═════ Exercise material ═════

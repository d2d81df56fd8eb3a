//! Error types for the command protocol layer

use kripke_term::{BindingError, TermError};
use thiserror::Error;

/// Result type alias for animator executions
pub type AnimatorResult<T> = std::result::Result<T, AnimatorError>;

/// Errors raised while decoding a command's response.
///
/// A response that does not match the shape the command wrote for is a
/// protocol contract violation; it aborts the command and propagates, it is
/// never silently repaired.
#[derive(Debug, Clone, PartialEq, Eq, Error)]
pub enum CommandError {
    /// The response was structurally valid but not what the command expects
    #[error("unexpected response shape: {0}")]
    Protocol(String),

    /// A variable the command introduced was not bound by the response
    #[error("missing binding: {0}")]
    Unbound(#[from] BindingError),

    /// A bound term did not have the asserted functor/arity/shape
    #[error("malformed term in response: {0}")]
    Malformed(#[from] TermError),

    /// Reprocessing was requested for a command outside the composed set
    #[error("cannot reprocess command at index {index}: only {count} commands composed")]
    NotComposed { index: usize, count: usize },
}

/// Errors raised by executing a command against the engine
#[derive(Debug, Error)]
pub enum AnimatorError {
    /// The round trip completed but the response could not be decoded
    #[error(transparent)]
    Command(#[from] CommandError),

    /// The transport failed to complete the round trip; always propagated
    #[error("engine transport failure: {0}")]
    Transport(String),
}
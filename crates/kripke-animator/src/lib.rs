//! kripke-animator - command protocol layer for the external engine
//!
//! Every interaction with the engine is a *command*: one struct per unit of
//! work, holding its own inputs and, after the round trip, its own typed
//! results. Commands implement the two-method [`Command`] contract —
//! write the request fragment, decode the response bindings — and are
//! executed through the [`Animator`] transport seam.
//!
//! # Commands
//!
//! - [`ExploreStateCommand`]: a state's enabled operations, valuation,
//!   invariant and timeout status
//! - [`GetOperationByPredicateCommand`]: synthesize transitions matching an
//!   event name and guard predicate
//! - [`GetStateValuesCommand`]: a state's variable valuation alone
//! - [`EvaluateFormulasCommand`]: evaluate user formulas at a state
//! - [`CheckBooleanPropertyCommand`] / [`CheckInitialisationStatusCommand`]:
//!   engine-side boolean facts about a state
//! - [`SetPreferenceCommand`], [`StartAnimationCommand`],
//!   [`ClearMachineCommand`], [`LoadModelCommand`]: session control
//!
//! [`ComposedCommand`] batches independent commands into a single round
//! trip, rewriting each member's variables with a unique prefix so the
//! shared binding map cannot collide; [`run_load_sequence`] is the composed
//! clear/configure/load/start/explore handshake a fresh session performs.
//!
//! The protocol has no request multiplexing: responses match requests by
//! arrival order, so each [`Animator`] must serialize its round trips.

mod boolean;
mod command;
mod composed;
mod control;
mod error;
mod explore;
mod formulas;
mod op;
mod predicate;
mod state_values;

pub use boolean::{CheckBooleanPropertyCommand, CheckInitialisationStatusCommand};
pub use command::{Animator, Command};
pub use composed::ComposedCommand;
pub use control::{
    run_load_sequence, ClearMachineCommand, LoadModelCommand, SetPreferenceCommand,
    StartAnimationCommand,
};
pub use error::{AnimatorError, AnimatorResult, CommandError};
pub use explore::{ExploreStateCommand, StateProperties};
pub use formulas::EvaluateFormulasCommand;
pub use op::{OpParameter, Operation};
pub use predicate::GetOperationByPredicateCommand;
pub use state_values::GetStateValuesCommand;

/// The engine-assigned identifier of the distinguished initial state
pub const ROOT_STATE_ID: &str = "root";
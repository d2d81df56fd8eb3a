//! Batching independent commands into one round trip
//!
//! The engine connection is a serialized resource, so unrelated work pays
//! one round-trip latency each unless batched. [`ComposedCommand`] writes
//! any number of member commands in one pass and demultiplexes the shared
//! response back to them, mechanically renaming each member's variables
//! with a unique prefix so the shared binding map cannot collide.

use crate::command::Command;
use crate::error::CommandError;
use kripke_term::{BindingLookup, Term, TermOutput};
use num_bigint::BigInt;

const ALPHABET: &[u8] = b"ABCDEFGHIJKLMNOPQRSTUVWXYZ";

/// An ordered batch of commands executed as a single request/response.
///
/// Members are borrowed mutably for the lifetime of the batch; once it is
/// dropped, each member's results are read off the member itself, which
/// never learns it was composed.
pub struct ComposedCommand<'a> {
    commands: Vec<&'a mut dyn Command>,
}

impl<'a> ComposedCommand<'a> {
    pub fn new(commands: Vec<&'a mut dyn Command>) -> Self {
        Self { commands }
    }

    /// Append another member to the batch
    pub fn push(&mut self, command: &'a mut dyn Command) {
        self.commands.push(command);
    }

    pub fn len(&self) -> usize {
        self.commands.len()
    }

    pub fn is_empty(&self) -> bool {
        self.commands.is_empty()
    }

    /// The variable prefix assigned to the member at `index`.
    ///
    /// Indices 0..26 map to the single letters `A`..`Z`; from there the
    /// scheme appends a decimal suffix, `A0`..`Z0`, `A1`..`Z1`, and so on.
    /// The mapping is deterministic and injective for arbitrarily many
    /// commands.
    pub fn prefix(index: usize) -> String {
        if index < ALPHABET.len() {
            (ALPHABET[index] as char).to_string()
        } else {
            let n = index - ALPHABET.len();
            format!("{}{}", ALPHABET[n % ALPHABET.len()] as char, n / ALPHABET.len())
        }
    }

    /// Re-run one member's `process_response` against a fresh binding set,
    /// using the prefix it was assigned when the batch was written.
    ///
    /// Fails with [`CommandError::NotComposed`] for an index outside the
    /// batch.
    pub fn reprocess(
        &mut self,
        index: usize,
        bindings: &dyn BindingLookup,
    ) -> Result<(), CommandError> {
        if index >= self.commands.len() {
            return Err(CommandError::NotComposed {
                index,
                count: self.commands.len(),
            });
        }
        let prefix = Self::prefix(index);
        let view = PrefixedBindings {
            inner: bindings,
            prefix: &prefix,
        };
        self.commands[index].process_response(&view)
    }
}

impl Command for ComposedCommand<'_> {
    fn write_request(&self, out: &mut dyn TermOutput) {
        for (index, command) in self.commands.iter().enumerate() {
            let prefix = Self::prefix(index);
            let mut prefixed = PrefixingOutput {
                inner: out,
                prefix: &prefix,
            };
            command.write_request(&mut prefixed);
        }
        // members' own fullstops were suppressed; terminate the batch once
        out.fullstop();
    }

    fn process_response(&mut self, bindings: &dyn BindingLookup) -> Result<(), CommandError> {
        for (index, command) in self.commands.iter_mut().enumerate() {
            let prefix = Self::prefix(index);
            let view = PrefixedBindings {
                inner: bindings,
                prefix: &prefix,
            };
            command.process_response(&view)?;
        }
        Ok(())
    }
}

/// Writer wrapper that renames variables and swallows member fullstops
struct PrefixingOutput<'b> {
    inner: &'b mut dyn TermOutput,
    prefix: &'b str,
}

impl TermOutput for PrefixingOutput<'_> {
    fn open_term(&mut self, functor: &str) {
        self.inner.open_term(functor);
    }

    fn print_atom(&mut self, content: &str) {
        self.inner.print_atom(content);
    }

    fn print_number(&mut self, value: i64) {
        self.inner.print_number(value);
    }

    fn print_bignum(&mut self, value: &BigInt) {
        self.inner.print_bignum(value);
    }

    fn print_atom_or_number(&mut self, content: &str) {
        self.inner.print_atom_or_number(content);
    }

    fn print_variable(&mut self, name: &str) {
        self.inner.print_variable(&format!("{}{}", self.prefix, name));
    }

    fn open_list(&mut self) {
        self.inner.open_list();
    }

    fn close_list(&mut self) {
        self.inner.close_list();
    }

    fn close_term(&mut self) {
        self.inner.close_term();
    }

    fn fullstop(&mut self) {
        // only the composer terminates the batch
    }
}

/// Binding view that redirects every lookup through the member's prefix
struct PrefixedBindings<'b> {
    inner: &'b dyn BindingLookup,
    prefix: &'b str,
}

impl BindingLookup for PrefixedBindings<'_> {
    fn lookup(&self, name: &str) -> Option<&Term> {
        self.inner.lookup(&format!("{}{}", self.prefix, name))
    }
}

═════
═════ Exercise material ═════

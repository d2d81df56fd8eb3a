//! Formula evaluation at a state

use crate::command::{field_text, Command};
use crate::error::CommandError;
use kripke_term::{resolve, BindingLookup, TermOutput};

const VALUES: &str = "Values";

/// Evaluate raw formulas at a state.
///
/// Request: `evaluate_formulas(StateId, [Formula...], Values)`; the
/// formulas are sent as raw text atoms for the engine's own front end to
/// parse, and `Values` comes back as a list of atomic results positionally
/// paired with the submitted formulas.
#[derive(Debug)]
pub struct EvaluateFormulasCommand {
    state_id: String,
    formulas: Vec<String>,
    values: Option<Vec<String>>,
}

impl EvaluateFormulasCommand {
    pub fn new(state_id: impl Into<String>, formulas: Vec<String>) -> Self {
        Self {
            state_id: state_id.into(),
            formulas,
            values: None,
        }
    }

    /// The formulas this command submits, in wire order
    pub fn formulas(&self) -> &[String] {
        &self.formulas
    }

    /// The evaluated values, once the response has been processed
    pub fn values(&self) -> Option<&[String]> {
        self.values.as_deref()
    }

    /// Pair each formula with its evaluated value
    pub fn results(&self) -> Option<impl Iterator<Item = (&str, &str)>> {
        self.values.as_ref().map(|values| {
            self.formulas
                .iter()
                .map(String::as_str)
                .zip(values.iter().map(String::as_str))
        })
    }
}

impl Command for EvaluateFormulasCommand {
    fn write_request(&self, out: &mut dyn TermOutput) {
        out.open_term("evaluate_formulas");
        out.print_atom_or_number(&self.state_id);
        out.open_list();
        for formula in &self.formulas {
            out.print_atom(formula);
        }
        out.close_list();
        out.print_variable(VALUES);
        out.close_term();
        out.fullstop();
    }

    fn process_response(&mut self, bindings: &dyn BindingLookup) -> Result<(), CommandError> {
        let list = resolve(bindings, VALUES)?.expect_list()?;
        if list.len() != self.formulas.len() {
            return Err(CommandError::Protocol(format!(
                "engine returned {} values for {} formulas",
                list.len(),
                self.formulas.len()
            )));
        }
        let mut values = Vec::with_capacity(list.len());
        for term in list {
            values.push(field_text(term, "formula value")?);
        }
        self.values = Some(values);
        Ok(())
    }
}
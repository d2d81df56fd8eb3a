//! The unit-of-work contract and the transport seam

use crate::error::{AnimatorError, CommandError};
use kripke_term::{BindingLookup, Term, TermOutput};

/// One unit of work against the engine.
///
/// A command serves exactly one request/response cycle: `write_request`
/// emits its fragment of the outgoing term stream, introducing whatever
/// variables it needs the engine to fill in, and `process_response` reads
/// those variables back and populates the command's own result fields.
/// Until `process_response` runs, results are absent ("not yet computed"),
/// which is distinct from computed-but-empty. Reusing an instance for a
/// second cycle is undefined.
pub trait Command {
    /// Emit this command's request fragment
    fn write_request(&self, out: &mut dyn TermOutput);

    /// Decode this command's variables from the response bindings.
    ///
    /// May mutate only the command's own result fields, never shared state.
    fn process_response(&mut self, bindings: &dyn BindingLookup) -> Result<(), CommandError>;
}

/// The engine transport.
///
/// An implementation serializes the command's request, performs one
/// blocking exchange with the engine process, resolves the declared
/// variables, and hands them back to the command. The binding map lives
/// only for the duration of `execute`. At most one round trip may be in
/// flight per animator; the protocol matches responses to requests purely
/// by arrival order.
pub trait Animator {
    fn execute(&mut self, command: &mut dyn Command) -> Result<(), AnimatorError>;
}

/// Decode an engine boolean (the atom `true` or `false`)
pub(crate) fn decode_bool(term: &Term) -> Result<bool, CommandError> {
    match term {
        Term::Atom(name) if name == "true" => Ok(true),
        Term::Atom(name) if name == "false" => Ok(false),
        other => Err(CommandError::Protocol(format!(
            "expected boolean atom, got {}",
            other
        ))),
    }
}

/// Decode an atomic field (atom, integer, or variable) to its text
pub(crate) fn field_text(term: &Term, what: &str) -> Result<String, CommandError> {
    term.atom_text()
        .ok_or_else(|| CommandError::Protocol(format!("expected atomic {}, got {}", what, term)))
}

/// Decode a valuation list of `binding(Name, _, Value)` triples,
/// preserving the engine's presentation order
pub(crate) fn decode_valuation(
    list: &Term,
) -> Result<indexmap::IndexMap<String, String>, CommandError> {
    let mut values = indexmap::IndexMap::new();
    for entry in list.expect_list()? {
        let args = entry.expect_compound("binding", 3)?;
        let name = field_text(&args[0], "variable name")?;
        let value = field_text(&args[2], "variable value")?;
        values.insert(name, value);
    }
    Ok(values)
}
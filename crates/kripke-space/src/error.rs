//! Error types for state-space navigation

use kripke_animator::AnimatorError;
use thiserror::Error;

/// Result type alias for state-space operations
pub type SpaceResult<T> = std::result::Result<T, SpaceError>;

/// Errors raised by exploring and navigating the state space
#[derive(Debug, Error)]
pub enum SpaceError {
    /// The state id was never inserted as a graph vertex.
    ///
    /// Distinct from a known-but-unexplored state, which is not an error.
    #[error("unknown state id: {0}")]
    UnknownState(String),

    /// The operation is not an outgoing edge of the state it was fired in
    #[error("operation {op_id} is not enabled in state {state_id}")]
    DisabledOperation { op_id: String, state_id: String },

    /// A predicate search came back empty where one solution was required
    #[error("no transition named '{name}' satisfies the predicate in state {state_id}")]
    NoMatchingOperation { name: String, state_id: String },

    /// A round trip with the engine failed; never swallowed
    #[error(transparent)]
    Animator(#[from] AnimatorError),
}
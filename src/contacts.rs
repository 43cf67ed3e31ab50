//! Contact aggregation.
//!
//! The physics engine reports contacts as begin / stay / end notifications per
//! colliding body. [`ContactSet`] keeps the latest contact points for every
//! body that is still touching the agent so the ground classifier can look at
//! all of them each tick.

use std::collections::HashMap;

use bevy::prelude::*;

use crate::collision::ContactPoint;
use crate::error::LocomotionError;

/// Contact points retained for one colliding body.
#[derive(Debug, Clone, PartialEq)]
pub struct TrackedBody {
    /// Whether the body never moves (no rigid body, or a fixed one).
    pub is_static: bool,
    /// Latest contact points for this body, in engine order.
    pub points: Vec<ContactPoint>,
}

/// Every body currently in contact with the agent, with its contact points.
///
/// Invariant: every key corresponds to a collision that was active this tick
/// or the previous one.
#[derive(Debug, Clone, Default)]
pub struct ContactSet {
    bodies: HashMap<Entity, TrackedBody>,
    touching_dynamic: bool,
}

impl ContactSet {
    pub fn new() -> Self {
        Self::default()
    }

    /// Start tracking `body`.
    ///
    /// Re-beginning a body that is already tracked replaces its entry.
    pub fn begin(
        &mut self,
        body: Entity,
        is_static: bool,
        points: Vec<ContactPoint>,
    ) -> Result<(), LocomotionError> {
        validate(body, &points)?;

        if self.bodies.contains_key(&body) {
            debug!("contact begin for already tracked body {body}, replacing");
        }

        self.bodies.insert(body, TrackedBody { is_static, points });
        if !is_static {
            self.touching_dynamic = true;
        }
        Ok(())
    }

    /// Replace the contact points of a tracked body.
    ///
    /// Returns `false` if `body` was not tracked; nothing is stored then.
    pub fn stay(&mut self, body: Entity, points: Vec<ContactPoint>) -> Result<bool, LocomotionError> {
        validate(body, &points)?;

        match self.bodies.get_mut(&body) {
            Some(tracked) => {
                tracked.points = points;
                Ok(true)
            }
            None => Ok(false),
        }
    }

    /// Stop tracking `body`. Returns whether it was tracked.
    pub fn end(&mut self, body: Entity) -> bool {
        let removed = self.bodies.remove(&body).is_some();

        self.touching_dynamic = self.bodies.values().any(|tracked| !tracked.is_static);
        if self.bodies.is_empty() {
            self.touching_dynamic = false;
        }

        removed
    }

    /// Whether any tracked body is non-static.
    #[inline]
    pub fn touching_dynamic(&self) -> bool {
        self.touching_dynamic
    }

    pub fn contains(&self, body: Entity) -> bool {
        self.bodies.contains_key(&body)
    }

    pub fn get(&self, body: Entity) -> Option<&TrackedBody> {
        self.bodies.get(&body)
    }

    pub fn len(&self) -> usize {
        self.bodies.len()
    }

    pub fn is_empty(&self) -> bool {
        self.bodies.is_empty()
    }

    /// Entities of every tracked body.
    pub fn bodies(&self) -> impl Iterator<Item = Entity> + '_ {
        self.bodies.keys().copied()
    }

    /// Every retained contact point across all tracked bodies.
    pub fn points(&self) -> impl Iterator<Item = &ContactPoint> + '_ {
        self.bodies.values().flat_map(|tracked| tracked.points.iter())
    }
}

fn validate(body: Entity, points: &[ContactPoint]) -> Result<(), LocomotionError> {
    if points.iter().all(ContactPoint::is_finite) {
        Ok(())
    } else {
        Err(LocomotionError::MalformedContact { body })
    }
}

═════

* Task requirements
From the data above, copy each line where the string "responses" appears.

* Exercise output
//! The protocol has no request multiplexing: responses match requests by
/// flight per animator; the protocol matches responses to requests purely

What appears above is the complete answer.